Si analizamos con rigor, desde una perspectiva evolutiva, esos restos debían haber sido limpiados, al menos en su inmensa mayoría, pero la teoría de la evolución es capaz de hacer suya cualquier aparente anomalía en su paradigma. Quizá suponga lo mismo para una interpretación creacionista, pero ya hemos comprobado, y no solo en este caso, que el evolucionismo se puede adaptar prácticamente a cualquier cosa. Nadie habría creído hace cuarenta años que se podría conservar algún resto de materia orgánica en un fósil datado en millones de años, o microbios que pudiesen sobrevivir a millones de años de latencia. Aunque hay quienes creemos que seguramente esos fósiles no tienen esa edad y por eso se conserva lo que es imposible, aquellos que tienen su fe puesta en la evolución lo aceptan porque si es así, es así, y aunque siga sin haber una explicación convincente se acepta sin pestañear.

Este caso del genoma y su basura también tiene implicaciones en el diálogo entre las visiones creacionista y evolucionista de la ciencia y presenta ciertas similitudes con al menos un asunto científico que ha trascendido el terreno de la especialización hacia el gran público ¿por qué desaparecieron los dinosaurios?

Las catástrofes no tenían cabida en el pensamiento geológico hace 35 años, pero cuando apareció la teoría del meteorito, las catástrofes entraron de lleno en ese pensamiento (la famosa plasticidad del pensamiento evolucionista). Pero el creacionismo había insistido desde hacía mucho tiempo en la importancia de las catástrofes para la historia geológica de la tierra, aunque ni siquiera se consideró aquella posibilidad por parte de la teoría de la evolución. Con el genoma ha sucedido algo similar, porque muchos creacionistas sostenían que ese ADN no podía ser simple basura.

Cuando se secuenció el genoma del chimpancé, esta se mostró prácticamente idéntica a la humana. Quizá no varíe más de un 2% del total de genes entre ambas especies. Entonces ¿dónde se encuentra realmente la diferencia entre los chimpancés y los seres humanos? Ese 2% puede ser determinante, pero podían existir más diferencias en la “basura”, que serían importantes si realmente no fuese basura. Incluso algunos creacionistas dudaban que entre esa basura hubiese algo relevante y que la regulación del genoma pudiese ser tan importante, pero lo ahora encontrado es que ni era basura ni era irrelevante.

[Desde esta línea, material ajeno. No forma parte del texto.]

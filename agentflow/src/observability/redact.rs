//! Redaction of sensitive metadata before it is logged.

use serde_json::{Map, Value};

/// Replacement for redacted values.
pub const REDACTED: &str = "[REDACTED]";

/// Key fragments that mark a value as sensitive, compared case-insensitively.
pub const SENSITIVE_KEY_FRAGMENTS: &[&str] = &[
    "password",
    "passwd",
    "secret",
    "token",
    "api_key",
    "apikey",
    "authorization",
    "credential",
    "private_key",
    "ssn",
    "credit_card",
];

/// Returns true if the key names a sensitive value.
#[must_use]
pub fn is_sensitive_key(key: &str) -> bool {
    let key = key.to_lowercase();
    SENSITIVE_KEY_FRAGMENTS
        .iter()
        .any(|fragment| key.contains(fragment))
}

/// Returns a copy of the metadata with sensitive values replaced, recursively.
#[must_use]
pub fn redact_metadata(metadata: &Map<String, Value>) -> Map<String, Value> {
    metadata
        .iter()
        .map(|(key, value)| {
            let value = if is_sensitive_key(key) {
                Value::String(REDACTED.to_string())
            } else {
                redact_value(value)
            };
            (key.clone(), value)
        })
        .collect()
}

fn redact_value(value: &Value) -> Value {
    match value {
        Value::Object(map) => Value::Object(redact_metadata(map)),
        Value::Array(items) => Value::Array(items.iter().map(redact_value).collect()),
        other => other.clone(),
    }
}

#[cfg(test)]
mod tests {
    use super::*;
    use pretty_assertions::assert_eq;
    use serde_json::json;

    fn object(value: Value) -> Map<String, Value> {
        match value {
            Value::Object(map) => map,
            _ => Map::new(),
        }
    }

    #[test]
    fn test_sensitive_keys() {
        assert!(is_sensitive_key("password"));
        assert!(is_sensitive_key("DB_PASSWORD"));
        assert!(is_sensitive_key("refresh_token"));
        assert!(is_sensitive_key("Authorization"));
        assert!(!is_sensitive_key("user"));
    }

    #[test]
    fn test_redacts_nested_values() {
        let metadata = object(json!({
            "user": "ada",
            "api_key": "k-123",
            "auth": {"client_secret": "s", "scope": "read"},
            "hops": [{"token": "t"}, {"name": "edge"}],
        }));

        let redacted = redact_metadata(&metadata);

        assert_eq!(
            Value::Object(redacted),
            json!({
                "user": "ada",
                "api_key": REDACTED,
                "auth": {"client_secret": REDACTED, "scope": "read"},
                "hops": [{"token": REDACTED}, {"name": "edge"}],
            })
        );
    }
}
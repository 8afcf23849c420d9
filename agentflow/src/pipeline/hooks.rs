//! Debugging hooks that observe a context between stages.

use crate::agents::ValidationResult;
use crate::context::Context;
use crate::observability::redact_metadata;
use serde_json::Value;
use std::fmt;
use std::sync::Arc;
use tracing::{debug, info, warn};

type TapFn = Arc<dyn Fn(&Context) + Send + Sync>;
type ValidateFn = Arc<dyn Fn(&Context) -> ValidationResult + Send + Sync>;

/// Cancellation reason recorded when a halting validation fails.
pub const VALIDATION_HALT_REASON: &str = "validation failed";

/// A pass-through stage used while developing pipelines.
///
/// Only `Validate` can change the context: failures are appended as errors.
#[derive(Clone)]
pub enum DebugHook {
    /// Calls a function with the context.
    Tap(TapFn),
    /// Logs the full context, metadata redacted.
    Dump(String),
    /// Logs a one-line summary, metadata redacted.
    LogContext(String),
    /// Checks the context and records failures.
    Validate(ValidateFn),
}

impl DebugHook {
    /// Creates a tap hook.
    pub fn tap<F>(func: F) -> Self
    where
        F: Fn(&Context) + Send + Sync + 'static,
    {
        Self::Tap(Arc::new(func))
    }

    /// Creates a validation hook.
    pub fn validate<F, R>(check: F) -> Self
    where
        F: Fn(&Context) -> R + Send + Sync + 'static,
        R: Into<ValidationResult>,
    {
        Self::Validate(Arc::new(move |ctx| check(ctx).into()))
    }

    /// Name used in logs.
    #[must_use]
    pub fn label(&self) -> &str {
        match self {
            Self::Tap(_) => "tap",
            Self::Dump(_) => "dump",
            Self::LogContext(_) => "log_context",
            Self::Validate(_) => "validate",
        }
    }

    /// Runs the hook. When `halt` is set, a failed validation also cancels the context.
    pub(crate) fn apply(&self, ctx: Context, halt: bool) -> Context {
        match self {
            Self::Tap(func) => {
                func(&ctx);
                ctx
            }
            Self::Dump(label) => {
                let rendered = redacted_debug_value(&ctx);
                info!(label = %label, context = %rendered, "Context dump");
                ctx
            }
            Self::LogContext(label) => {
                let metadata = Value::Object(redact_metadata(ctx.metadata()));
                info!(
                    label = %label,
                    correlation_id = %ctx.correlation_id(),
                    payload_type = ctx.payload().type_name(),
                    tags = ?ctx.tags(),
                    error_count = ctx.error_count(),
                    cancelled = ctx.is_cancelled(),
                    metadata = %metadata,
                    "Pipeline context"
                );
                ctx
            }
            Self::Validate(check) => {
                let result = check(&ctx);
                if result.is_valid() {
                    debug!(correlation_id = %ctx.correlation_id(), "Validation passed");
                    return ctx;
                }
                warn!(
                    correlation_id = %ctx.correlation_id(),
                    errors = ?result.errors(),
                    halt,
                    "Validation failed"
                );
                let ctx = ctx.add_errors(result.errors().iter().cloned());
                if halt {
                    ctx.cancel_with_reason(VALIDATION_HALT_REASON)
                } else {
                    ctx
                }
            }
        }
    }
}

impl fmt::Debug for DebugHook {
    fn fmt(&self, f: &mut fmt::Formatter<'_>) -> fmt::Result {
        match self {
            Self::Dump(label) => f.debug_tuple("Dump").field(label).finish(),
            Self::LogContext(label) => f.debug_tuple("LogContext").field(label).finish(),
            other => f.write_str(other.label()),
        }
    }
}

/// The context's debug rendering with sensitive metadata replaced.
#[must_use]
pub fn redacted_debug_value(ctx: &Context) -> Value {
    let mut rendered = ctx.to_debug_value();
    if let Some(object) = rendered.as_object_mut() {
        object.insert(
            "metadata".to_string(),
            Value::Object(redact_metadata(ctx.metadata())),
        );
    }
    rendered
}

#[cfg(test)]
mod tests {
    use super::*;
    use crate::observability::REDACTED;
    use parking_lot::Mutex;
    use pretty_assertions::assert_eq;
    use serde_json::json;

    #[test]
    fn test_tap_sees_context_and_passes_it_on() {
        let seen = Arc::new(Mutex::new(None));
        let sink = Arc::clone(&seen);
        let hook = DebugHook::tap(move |ctx| *sink.lock() = Some(ctx.payload().clone()));

        let ctx = hook.apply(Context::new("x"), false);
        assert_eq!(seen.lock().clone(), Some(ctx.payload().clone()));
    }

    #[test]
    fn test_validate_records_errors_without_halting() {
        let hook = DebugHook::validate(|_| vec!["missing name".to_string()]);
        let ctx = hook.apply(Context::new(1), false);

        assert_eq!(ctx.errors(), ["missing name"]);
        assert!(!ctx.is_cancelled());
    }

    #[test]
    fn test_validate_can_halt() {
        let hook = DebugHook::validate(|_| false);
        let ctx = hook.apply(Context::new(1), true);

        assert_eq!(ctx.errors(), ["validation failed"]);
        assert!(ctx.is_cancelled());
    }

    #[test]
    fn test_passing_validation_is_transparent() {
        let hook = DebugHook::validate(|ctx: &Context| !ctx.payload().is_null());
        let ctx = hook.apply(Context::new("ok"), true);
        assert!(!ctx.has_errors());
    }

    #[test]
    fn test_dump_redacts_metadata() {
        let ctx = Context::new("x")
            .with_metadata("password", "hunter2")
            .with_metadata("user", "ada");

        let rendered = redacted_debug_value(&ctx);
        assert_eq!(rendered["metadata"], json!({"password": REDACTED, "user": "ada"}));
        assert_eq!(rendered["payload"], json!("x"));

        let passed = DebugHook::Dump("checkpoint".into()).apply(ctx.clone(), false);
        assert_eq!(passed.metadata(), ctx.metadata());
    }
}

Si el 80% del genoma, se dedica a la regulación, esta es, evidentemente, importantísima. Sí que la regulación de la función de genes iguales, o casi iguales, puede determinar buena parte de las diferencias entre un ser humano y un chimpancé, porque se sabe de las diferencias morfológicas que acarrea cambiar la regulación de un mismo gen. La distinción puede estar en el 2% de los genes y entre el 80% de las secuencias reguladoras. Pero hay que mostrar hasta qué punto, y el siguiente paso será comparar las secuencias reguladoras del genoma entre el ser humano y el chimpancé.

Si volvemos la mirada hacia atrás encontraremos que muchas veces nos hemos visto en posesión del Santo Grial, cuando, símplemente, se había dado un paso en un camino sin fin. ¿Qué nos depararán los estudios futuros sobre el genoma? No alcanzamos ni a imaginarlo. Pero la que parece mejor postura ante la inmensidad de la naturaleza no puede ser más que la humildad y la apertura de miras.

Referencias

1. Varios autores. 2012. ENCODE explained. Nature 489: 52-55. Se trata de varios resúmenes y comentarios de varios investigadores en cuanto a esta investigación, publicada en veinticuatro artículos en varias revistas de investigación.